PROVIDED INFORMATION —
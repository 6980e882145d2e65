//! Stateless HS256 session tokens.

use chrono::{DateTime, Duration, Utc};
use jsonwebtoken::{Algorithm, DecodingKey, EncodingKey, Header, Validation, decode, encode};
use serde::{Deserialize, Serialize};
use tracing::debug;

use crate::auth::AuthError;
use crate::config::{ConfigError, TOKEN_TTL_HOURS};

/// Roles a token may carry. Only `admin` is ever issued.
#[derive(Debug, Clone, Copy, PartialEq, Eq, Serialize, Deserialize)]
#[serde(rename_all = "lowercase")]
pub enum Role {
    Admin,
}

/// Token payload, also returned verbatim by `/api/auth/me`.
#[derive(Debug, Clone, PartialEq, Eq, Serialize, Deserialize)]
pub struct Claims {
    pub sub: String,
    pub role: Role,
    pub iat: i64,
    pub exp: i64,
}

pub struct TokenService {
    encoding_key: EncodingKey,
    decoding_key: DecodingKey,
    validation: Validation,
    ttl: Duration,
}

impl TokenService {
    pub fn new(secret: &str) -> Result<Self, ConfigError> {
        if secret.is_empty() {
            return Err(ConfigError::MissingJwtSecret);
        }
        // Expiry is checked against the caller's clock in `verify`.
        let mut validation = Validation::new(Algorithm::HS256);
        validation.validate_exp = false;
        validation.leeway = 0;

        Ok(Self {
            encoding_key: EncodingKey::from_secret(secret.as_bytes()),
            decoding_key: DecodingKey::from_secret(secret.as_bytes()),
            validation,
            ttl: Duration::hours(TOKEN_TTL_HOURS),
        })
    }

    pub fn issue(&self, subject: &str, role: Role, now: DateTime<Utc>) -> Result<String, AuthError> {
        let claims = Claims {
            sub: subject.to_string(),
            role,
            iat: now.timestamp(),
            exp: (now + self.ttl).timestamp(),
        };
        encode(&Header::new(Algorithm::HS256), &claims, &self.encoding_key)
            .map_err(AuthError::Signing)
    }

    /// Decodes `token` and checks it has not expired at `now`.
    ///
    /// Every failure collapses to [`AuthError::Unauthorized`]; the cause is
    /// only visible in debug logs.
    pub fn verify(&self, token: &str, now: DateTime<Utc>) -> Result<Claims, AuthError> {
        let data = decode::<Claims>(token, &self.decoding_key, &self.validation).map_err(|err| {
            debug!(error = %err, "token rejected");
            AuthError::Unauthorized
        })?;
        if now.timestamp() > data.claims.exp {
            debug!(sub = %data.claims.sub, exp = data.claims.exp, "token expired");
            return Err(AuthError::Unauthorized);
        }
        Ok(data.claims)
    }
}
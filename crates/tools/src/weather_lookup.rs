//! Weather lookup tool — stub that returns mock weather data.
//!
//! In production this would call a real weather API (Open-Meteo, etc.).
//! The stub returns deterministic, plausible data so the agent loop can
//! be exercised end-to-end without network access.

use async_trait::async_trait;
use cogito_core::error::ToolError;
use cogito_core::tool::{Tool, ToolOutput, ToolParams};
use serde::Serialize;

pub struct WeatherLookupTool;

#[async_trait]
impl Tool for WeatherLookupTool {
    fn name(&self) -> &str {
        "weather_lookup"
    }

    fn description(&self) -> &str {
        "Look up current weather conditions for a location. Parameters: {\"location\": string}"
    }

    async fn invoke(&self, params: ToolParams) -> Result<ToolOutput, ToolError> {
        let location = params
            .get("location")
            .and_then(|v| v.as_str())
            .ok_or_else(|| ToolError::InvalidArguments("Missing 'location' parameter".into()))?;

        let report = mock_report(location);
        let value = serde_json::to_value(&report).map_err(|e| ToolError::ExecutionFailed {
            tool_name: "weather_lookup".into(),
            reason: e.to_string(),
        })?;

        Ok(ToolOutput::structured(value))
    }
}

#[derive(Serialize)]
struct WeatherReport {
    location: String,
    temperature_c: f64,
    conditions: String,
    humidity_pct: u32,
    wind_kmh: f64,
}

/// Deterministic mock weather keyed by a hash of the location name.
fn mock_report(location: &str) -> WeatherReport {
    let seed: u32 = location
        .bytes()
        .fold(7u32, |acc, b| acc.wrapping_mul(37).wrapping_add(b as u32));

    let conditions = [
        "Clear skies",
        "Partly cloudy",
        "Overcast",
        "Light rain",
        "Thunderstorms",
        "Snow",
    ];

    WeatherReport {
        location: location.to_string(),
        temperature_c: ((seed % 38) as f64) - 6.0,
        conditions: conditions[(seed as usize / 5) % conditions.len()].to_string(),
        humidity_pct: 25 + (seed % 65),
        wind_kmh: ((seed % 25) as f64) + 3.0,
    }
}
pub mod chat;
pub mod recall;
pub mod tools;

PROBLEM TO WORK ON —
Work out how many lines of the data include the word "verify". Then write only that number.

FINISHED TASK —
2